Additive manufacturing is this month’s focus in Manufacturing Engineering. As you’ll read in this month’s pages, AM is spreading its reach even as there are challenges to more widespread adoption.
The evidence of AM becoming mainstream is everywhere. It is even evident today. While this is especially true in medical applications, where delivery and business models (and reimbursement guidelines) are catching up with the clinical uses of AM, other industries are accelerating adoption as well. As you will read in the piece by Wohlers Associates on the state of the industry, aerospace, automotive, energy and consumer goods are also adopting AM. Each industry and each application is developing its own set of business models, technologies and use cases. In the March edition of the Voices AMplified supplemental section, Jennifer Coyne talked of how AM helps old-line manufacturing like trains and locomotives.

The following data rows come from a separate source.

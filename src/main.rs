use std::net::SocketAddr;
use std::sync::Arc;

use axum::{routing::get, Router};
use sysinfo::{CpuRefreshKind, MemoryRefreshKind, RefreshKind, System};
use tokio::sync::Mutex;
use tracing::info;
use tracing_subscriber::EnvFilter;

mod api;
mod broadcast;
mod metrics;
mod state;
mod types;
mod ws;

use broadcast::Broadcaster;
use state::AppState;

const DEFAULT_PORT: u16 = 8080;

/// Accepts `--port N`, `-p N`, and `--port=N`; last one wins.
fn parse_port<I: IntoIterator<Item = String>>(args: I, default: u16) -> u16 {
    let mut it = args.into_iter().skip(1);
    let mut found: Option<String> = None;
    while let Some(arg) = it.next() {
        match arg.as_str() {
            "--port" | "-p" => {
                if let Some(v) = it.next() {
                    found = Some(v);
                }
            }
            _ => {
                if let Some(v) = arg.strip_prefix("--port=") {
                    found = Some(v.to_string());
                }
            }
        }
    }
    found.and_then(|s| s.parse().ok()).unwrap_or(default)
}

async fn shutdown_signal() {
    let _ = tokio::signal::ctrl_c().await;
    info!("shutdown signal received");
}

#[tokio::main]
async fn main() -> anyhow::Result<()> {
    tracing_subscriber::fmt()
        .with_env_filter(EnvFilter::try_from_default_env().unwrap_or_else(|_| "info".into()))
        .init();

    let port = parse_port(std::env::args(), DEFAULT_PORT);

    // Only CPU and memory refresh plumbing is needed; skip processes/disks.
    let refresh_kind = RefreshKind::nothing()
        .with_cpu(CpuRefreshKind::everything())
        .with_memory(MemoryRefreshKind::everything());
    let mut sys = System::new_with_specifics(refresh_kind);
    sys.refresh_specifics(refresh_kind);
    // A second refresh after the minimum interval gives the first usage
    // readings a real baseline instead of zeros.
    tokio::time::sleep(sysinfo::MINIMUM_CPU_UPDATE_INTERVAL).await;
    sys.refresh_cpu_usage();

    let sys = Arc::new(Mutex::new(sys));
    let broadcaster = Arc::new(Broadcaster::new(Arc::clone(&sys)));
    let app_state = AppState {
        sys,
        broadcaster: Arc::clone(&broadcaster),
    };

    let app = Router::new()
        .route("/api/cpu", get(api::get_cpu))
        .route("/api/memory", get(api::get_memory))
        .route("/api/cores", get(api::get_cores))
        .route("/api/stats", get(api::get_stats))
        .route("/ws/stats", get(ws::ws_handler))
        .with_state(app_state);

    let addr = SocketAddr::from(([0, 0, 0, 0], port));
    let listener = tokio::net::TcpListener::bind(addr).await?;
    info!(%addr, "telemetry agent listening");

    axum::serve(listener, app)
        .with_graceful_shutdown(shutdown_signal())
        .await?;

    // Join the broadcast loop instead of orphaning it.
    broadcaster.shutdown().await;
    Ok(())
}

But what is most telling is how important supporting technologies are. Wohlers Associates writes of increasing automation of AM processes, like powder handling, as being important to get costs down. Most telling to me, Coyne also stressed the importance of having a manufacturing execution system (MES) for those who wish to do volume work using AM. Yes, supporting data systems like MES and enterprise resource planning and product lifecycle management are important to AM, even as they need to be tuned to its unique data requirements. You will also read in this edition about how CAD/CAM suppliers are adapting to AM as well. Software and data systems designed for traditional manufacturing won’t cut it. Users that recognize this and suppliers increasingly supplying software for AM reveal an industry becoming mature.
Another important sign of maturity is the complex types of machines available and the growing number of competent suppliers offering them. There are machines for various forms of plastic, metal and composites on offer. You can also make ceramic pieces or use AM to make molds for casting. AM machines can produce minute, precision parts with micron-level accuracy while others are creating rocket nozzles 11 feet tall.
New materials rank high in new product announcements. Compared with traditional machining or casting, possibly the weakest value proposition of AM is its relatively limited palette of materials to choose from. But as time goes on and new materials are qualified, that difference will shrink.
Perhaps the next indicator of maturity will be in people—specifically, how comfortable they are in using AM-specific language, like build plates and voxels. Look for technician qualification certificate programs—even whole degree programs around AM engineering—as well as the ability of future machines to combine engineering disciplines, like pieces that can incorporate mechanical and electrical properties. AM’s prime growing years are still ahead.